PROBLEM DESCRIPTION —
Each line in the records that mentions the word "Result" needs to be listed.

[Stored data]
......
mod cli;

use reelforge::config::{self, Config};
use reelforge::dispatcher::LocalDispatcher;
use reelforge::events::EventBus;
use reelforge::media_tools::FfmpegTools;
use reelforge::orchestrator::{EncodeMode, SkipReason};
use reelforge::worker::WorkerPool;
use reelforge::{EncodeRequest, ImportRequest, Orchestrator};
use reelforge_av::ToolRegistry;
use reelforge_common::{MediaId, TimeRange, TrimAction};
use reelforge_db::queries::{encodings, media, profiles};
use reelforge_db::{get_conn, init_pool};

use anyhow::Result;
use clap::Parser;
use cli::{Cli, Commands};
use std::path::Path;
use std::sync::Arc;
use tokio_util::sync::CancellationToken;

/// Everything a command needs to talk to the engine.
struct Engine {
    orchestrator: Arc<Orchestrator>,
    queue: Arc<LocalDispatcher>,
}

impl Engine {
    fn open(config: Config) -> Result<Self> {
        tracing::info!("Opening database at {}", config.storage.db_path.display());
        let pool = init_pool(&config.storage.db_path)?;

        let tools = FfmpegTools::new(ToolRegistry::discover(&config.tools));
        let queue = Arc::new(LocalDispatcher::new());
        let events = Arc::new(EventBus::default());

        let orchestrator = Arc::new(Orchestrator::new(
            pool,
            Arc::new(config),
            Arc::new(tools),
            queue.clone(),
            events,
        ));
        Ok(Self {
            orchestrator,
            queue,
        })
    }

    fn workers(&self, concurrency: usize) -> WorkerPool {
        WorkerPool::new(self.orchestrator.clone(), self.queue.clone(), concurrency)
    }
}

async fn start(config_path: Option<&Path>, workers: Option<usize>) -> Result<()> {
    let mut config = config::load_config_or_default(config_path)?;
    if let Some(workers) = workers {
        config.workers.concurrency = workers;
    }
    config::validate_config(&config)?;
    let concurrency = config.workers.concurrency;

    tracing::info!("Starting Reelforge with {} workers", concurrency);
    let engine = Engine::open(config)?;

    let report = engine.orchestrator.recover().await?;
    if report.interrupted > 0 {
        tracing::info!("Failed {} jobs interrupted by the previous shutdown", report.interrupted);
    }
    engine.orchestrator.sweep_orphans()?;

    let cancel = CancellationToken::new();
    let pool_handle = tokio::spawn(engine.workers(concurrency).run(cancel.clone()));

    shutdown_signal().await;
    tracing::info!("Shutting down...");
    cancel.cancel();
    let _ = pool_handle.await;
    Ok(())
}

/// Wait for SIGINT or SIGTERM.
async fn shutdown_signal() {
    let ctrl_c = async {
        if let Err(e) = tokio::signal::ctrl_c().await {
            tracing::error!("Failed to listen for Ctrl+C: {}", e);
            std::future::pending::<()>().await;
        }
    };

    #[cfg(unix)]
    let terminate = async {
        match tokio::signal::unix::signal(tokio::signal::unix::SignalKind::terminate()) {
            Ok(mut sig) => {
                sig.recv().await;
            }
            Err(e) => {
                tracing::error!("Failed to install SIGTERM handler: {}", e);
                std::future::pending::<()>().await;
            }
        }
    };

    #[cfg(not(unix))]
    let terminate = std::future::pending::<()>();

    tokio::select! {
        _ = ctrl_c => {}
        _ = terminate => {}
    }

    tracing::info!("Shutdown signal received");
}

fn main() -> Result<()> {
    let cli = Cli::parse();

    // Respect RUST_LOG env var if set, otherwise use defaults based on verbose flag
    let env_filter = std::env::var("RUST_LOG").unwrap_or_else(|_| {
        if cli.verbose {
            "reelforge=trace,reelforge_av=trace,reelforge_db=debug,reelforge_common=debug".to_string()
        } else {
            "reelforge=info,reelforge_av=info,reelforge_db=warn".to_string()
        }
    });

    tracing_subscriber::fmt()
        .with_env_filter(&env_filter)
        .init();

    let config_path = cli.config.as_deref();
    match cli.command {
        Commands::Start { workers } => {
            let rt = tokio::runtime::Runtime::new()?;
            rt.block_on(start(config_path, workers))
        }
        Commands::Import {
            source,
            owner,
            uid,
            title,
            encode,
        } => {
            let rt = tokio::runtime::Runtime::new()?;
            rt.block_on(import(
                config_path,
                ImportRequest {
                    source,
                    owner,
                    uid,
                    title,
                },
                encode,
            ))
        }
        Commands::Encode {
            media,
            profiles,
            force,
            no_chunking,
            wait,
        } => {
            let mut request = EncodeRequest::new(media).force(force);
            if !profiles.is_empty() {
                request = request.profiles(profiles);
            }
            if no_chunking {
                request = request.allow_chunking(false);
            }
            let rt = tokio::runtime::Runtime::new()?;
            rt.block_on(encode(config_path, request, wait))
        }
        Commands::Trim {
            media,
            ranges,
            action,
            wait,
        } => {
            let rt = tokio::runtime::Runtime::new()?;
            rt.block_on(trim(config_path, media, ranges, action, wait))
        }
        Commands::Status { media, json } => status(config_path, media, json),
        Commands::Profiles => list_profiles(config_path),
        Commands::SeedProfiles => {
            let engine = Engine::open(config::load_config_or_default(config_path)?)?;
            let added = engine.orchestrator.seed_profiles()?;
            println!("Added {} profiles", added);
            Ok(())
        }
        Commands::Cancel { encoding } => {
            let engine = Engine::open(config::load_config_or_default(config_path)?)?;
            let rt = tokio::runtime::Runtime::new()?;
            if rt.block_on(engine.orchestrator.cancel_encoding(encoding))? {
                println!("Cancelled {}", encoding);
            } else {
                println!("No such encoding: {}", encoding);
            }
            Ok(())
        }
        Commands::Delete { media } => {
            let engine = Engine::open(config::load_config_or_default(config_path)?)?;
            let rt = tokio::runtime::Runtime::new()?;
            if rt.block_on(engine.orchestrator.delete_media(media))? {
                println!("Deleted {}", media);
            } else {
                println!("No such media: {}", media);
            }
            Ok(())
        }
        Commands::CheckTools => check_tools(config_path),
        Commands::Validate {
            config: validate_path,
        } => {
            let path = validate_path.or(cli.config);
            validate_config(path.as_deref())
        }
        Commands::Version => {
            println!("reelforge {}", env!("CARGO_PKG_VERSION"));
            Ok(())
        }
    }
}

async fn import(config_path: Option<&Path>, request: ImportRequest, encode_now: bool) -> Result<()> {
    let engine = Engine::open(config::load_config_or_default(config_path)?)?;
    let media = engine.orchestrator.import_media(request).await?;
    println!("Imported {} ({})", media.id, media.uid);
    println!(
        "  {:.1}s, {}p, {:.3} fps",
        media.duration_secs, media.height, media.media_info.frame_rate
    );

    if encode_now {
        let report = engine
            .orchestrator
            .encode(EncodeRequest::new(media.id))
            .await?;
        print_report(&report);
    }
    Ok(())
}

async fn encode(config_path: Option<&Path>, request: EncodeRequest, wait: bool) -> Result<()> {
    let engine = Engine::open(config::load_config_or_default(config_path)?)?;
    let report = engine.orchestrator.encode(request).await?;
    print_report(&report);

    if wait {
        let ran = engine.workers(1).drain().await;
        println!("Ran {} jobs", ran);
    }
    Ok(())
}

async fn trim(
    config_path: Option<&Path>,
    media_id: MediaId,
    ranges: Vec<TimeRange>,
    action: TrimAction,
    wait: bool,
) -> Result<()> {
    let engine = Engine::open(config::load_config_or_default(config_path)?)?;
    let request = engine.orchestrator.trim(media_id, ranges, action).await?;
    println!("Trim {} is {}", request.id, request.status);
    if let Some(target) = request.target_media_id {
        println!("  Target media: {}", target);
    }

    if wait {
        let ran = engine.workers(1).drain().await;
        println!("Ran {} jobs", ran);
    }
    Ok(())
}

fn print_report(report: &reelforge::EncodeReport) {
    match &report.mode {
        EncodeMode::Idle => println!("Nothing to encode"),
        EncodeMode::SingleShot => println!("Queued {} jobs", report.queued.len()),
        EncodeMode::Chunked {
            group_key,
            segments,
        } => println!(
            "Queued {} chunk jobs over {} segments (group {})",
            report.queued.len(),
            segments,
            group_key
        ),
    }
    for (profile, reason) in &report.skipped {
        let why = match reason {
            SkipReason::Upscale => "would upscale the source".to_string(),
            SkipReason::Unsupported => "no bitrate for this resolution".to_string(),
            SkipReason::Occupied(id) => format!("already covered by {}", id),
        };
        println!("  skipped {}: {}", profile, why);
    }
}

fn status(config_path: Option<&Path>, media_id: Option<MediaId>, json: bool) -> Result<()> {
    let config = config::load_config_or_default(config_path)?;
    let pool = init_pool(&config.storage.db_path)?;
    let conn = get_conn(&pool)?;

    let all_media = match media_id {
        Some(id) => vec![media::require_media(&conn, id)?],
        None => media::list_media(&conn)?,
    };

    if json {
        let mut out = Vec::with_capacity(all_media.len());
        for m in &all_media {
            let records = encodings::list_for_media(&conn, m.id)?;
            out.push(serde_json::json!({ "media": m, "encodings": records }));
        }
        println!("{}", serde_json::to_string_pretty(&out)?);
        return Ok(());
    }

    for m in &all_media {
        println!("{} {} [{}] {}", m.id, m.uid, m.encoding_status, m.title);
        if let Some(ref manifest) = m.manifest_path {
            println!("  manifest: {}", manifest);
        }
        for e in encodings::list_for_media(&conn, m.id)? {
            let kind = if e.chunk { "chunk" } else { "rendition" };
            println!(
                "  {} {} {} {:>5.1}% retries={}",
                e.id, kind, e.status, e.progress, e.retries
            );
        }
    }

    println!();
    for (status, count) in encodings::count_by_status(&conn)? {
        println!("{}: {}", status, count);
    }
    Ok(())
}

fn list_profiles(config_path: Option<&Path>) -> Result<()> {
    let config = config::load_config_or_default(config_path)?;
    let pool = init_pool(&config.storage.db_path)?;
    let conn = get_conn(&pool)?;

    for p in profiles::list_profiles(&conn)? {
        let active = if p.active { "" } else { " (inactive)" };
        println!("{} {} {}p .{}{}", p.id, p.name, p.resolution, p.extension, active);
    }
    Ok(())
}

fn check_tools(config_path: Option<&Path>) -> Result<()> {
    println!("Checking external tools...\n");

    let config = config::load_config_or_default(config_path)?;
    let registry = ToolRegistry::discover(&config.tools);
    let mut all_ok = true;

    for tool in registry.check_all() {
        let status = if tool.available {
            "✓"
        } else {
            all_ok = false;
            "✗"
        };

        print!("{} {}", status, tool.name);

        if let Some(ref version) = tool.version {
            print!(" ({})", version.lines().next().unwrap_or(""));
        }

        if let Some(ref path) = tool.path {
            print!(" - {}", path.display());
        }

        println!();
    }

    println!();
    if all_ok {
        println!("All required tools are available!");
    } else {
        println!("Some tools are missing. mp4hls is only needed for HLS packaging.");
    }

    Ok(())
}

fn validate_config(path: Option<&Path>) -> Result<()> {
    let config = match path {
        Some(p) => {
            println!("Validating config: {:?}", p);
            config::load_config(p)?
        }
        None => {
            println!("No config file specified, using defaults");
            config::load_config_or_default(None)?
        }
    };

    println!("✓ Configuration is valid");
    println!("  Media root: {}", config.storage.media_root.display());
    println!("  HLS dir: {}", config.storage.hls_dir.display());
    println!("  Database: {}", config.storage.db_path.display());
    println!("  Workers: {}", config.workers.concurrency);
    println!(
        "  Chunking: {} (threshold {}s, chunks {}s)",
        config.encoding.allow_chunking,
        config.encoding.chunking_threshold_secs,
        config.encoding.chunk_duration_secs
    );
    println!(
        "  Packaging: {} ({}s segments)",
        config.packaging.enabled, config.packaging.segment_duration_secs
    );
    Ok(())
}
......
TASK OUTPUT —
use anyhow::Result;
    fn open(config: Config) -> Result<Self> {
async fn start(config_path: Option<&Path>, workers: Option<usize>) -> Result<()> {
fn main() -> Result<()> {
async fn import(config_path: Option<&Path>, request: ImportRequest, encode_now: bool) -> Result<()> {
async fn encode(config_path: Option<&Path>, request: EncodeRequest, wait: bool) -> Result<()> {
) -> Result<()> {
fn status(config_path: Option<&Path>, media_id: Option<MediaId>, json: bool) -> Result<()> {
fn list_profiles(config_path: Option<&Path>) -> Result<()> {
fn check_tools(config_path: Option<&Path>) -> Result<()> {
fn validate_config(path: Option<&Path>) -> Result<()> {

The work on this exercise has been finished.